Task description: Nothing in the records may be changed; retype them in full.

Stored items
--------------------------------

//! Users repository for database operations

use chrono::Utc;
use sqlx::{Pool, Postgres};

use crate::{
    error::{AppError, AppResult},
    models::{
        book::Book,
        user::{RegisterUser, Role, User},
    },
};

#[derive(Clone)]
pub struct UsersRepository {
    pool: Pool<Postgres>,
}

impl UsersRepository {
    pub fn new(pool: Pool<Postgres>) -> Self {
        Self { pool }
    }

    /// Get user by ID
    pub async fn get_by_id(&self, id: i32) -> AppResult<User> {
        sqlx::query_as::<_, User>("SELECT * FROM users WHERE id = $1")
            .bind(id)
            .fetch_optional(&self.pool)
            .await?
            .ok_or(AppError::UserNotFound(id))
    }

    /// Get user by email (primary authentication method)
    pub async fn get_by_email(&self, email: &str) -> AppResult<Option<User>> {
        let user = sqlx::query_as::<_, User>(
            "SELECT * FROM users WHERE LOWER(email) = LOWER($1)",
        )
        .bind(email)
        .fetch_optional(&self.pool)
        .await?;

        Ok(user)
    }

    /// Check if email already exists
    pub async fn email_exists(&self, email: &str) -> AppResult<bool> {
        let exists: bool = sqlx::query_scalar(
            "SELECT EXISTS(SELECT 1 FROM users WHERE LOWER(email) = LOWER($1))",
        )
        .bind(email)
        .fetch_one(&self.pool)
        .await?;
        Ok(exists)
    }

    /// Create a new user with a pre-hashed password
    pub async fn create(&self, user: &RegisterUser, password_hash: &str, role: Role) -> AppResult<User> {
        let now = Utc::now();

        let created = sqlx::query_as::<_, User>(
            r#"
            INSERT INTO users (username, email, password, city, age, role, created_at)
            VALUES ($1, $2, $3, $4, $5, $6, $7)
            RETURNING *
            "#,
        )
        .bind(&user.username)
        .bind(&user.email)
        .bind(password_hash)
        .bind(&user.city)
        .bind(user.age)
        .bind(role)
        .bind(now)
        .fetch_one(&self.pool)
        .await?;

        Ok(created)
    }

    /// List all users
    pub async fn list_all(&self) -> AppResult<Vec<User>> {
        let users = sqlx::query_as::<_, User>("SELECT * FROM users ORDER BY id")
            .fetch_all(&self.pool)
            .await?;

        Ok(users)
    }

    /// Delete a user. Active loans are removed with the account, and the
    /// copy slots they held are released in the same transaction.
    pub async fn delete(&self, id: i32) -> AppResult<()> {
        let mut tx = self.pool.begin().await?;

        let book_ids: Vec<i32> = sqlx::query_scalar("SELECT book_id FROM loans WHERE user_id = $1")
            .bind(id)
            .fetch_all(&mut *tx)
            .await?;

        for book_id in book_ids {
            let book = sqlx::query_as::<_, Book>("SELECT * FROM books WHERE id = $1 FOR UPDATE")
                .bind(book_id)
                .fetch_optional(&mut *tx)
                .await?;

            if let Some(book) = book {
                crate::repository::loans::release_book_slot(&mut tx, &book).await?;
            }
        }

        let result = sqlx::query("DELETE FROM users WHERE id = $1")
            .bind(id)
            .execute(&mut *tx)
            .await?;

        if result.rows_affected() == 0 {
            return Err(AppError::UserNotFound(id));
        }

        tx.commit().await?;

        Ok(())
    }
}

--------------------------------

Solution:
//! Users repository for database operations

use chrono::Utc;
use sqlx::{Pool, Postgres};

use crate::{
    error::{AppError, AppResult},
    models::{
        book::Book,
        user::{RegisterUser, Role, User},
    },
};

#[derive(Clone)]
pub struct UsersRepository {
    pool: Pool<Postgres>,
}

impl UsersRepository {
    pub fn new(pool: Pool<Postgres>) -> Self {
        Self { pool }
    }

    /// Get user by ID
    pub async fn get_by_id(&self, id: i32) -> AppResult<User> {
        sqlx::query_as::<_, User>("SELECT * FROM users WHERE id = $1")
            .bind(id)
            .fetch_optional(&self.pool)
            .await?
            .ok_or(AppError::UserNotFound(id))
    }

    /// Get user by email (primary authentication method)
    pub async fn get_by_email(&self, email: &str) -> AppResult<Option<User>> {
        let user = sqlx::query_as::<_, User>(
            "SELECT * FROM users WHERE LOWER(email) = LOWER($1)",
        )
        .bind(email)
        .fetch_optional(&self.pool)
        .await?;

        Ok(user)
    }

    /// Check if email already exists
    pub async fn email_exists(&self, email: &str) -> AppResult<bool> {
        let exists: bool = sqlx::query_scalar(
            "SELECT EXISTS(SELECT 1 FROM users WHERE LOWER(email) = LOWER($1))",
        )
        .bind(email)
        .fetch_one(&self.pool)
        .await?;
        Ok(exists)
    }

    /// Create a new user with a pre-hashed password
    pub async fn create(&self, user: &RegisterUser, password_hash: &str, role: Role) -> AppResult<User> {
        let now = Utc::now();

        let created = sqlx::query_as::<_, User>(
            r#"
            INSERT INTO users (username, email, password, city, age, role, created_at)
            VALUES ($1, $2, $3, $4, $5, $6, $7)
            RETURNING *
            "#,
        )
        .bind(&user.username)
        .bind(&user.email)
        .bind(password_hash)
        .bind(&user.city)
        .bind(user.age)
        .bind(role)
        .bind(now)
        .fetch_one(&self.pool)
        .await?;

        Ok(created)
    }

    /// List all users
    pub async fn list_all(&self) -> AppResult<Vec<User>> {
        let users = sqlx::query_as::<_, User>("SELECT * FROM users ORDER BY id")
            .fetch_all(&self.pool)
            .await?;

        Ok(users)
    }

    /// Delete a user. Active loans are removed with the account, and the
    /// copy slots they held are released in the same transaction.
    pub async fn delete(&self, id: i32) -> AppResult<()> {
        let mut tx = self.pool.begin().await?;

        let book_ids: Vec<i32> = sqlx::query_scalar("SELECT book_id FROM loans WHERE user_id = $1")
            .bind(id)
            .fetch_all(&mut *tx)
            .await?;

        for book_id in book_ids {
            let book = sqlx::query_as::<_, Book>("SELECT * FROM books WHERE id = $1 FOR UPDATE")
                .bind(book_id)
                .fetch_optional(&mut *tx)
                .await?;

            if let Some(book) = book {
                crate::repository::loans::release_book_slot(&mut tx, &book).await?;
            }
        }

        let result = sqlx::query("DELETE FROM users WHERE id = $1")
            .bind(id)
            .execute(&mut *tx)
            .await?;

        if result.rows_affected() == 0 {
            return Err(AppError::UserNotFound(id));
        }

        tx.commit().await?;

        Ok(())
    }
}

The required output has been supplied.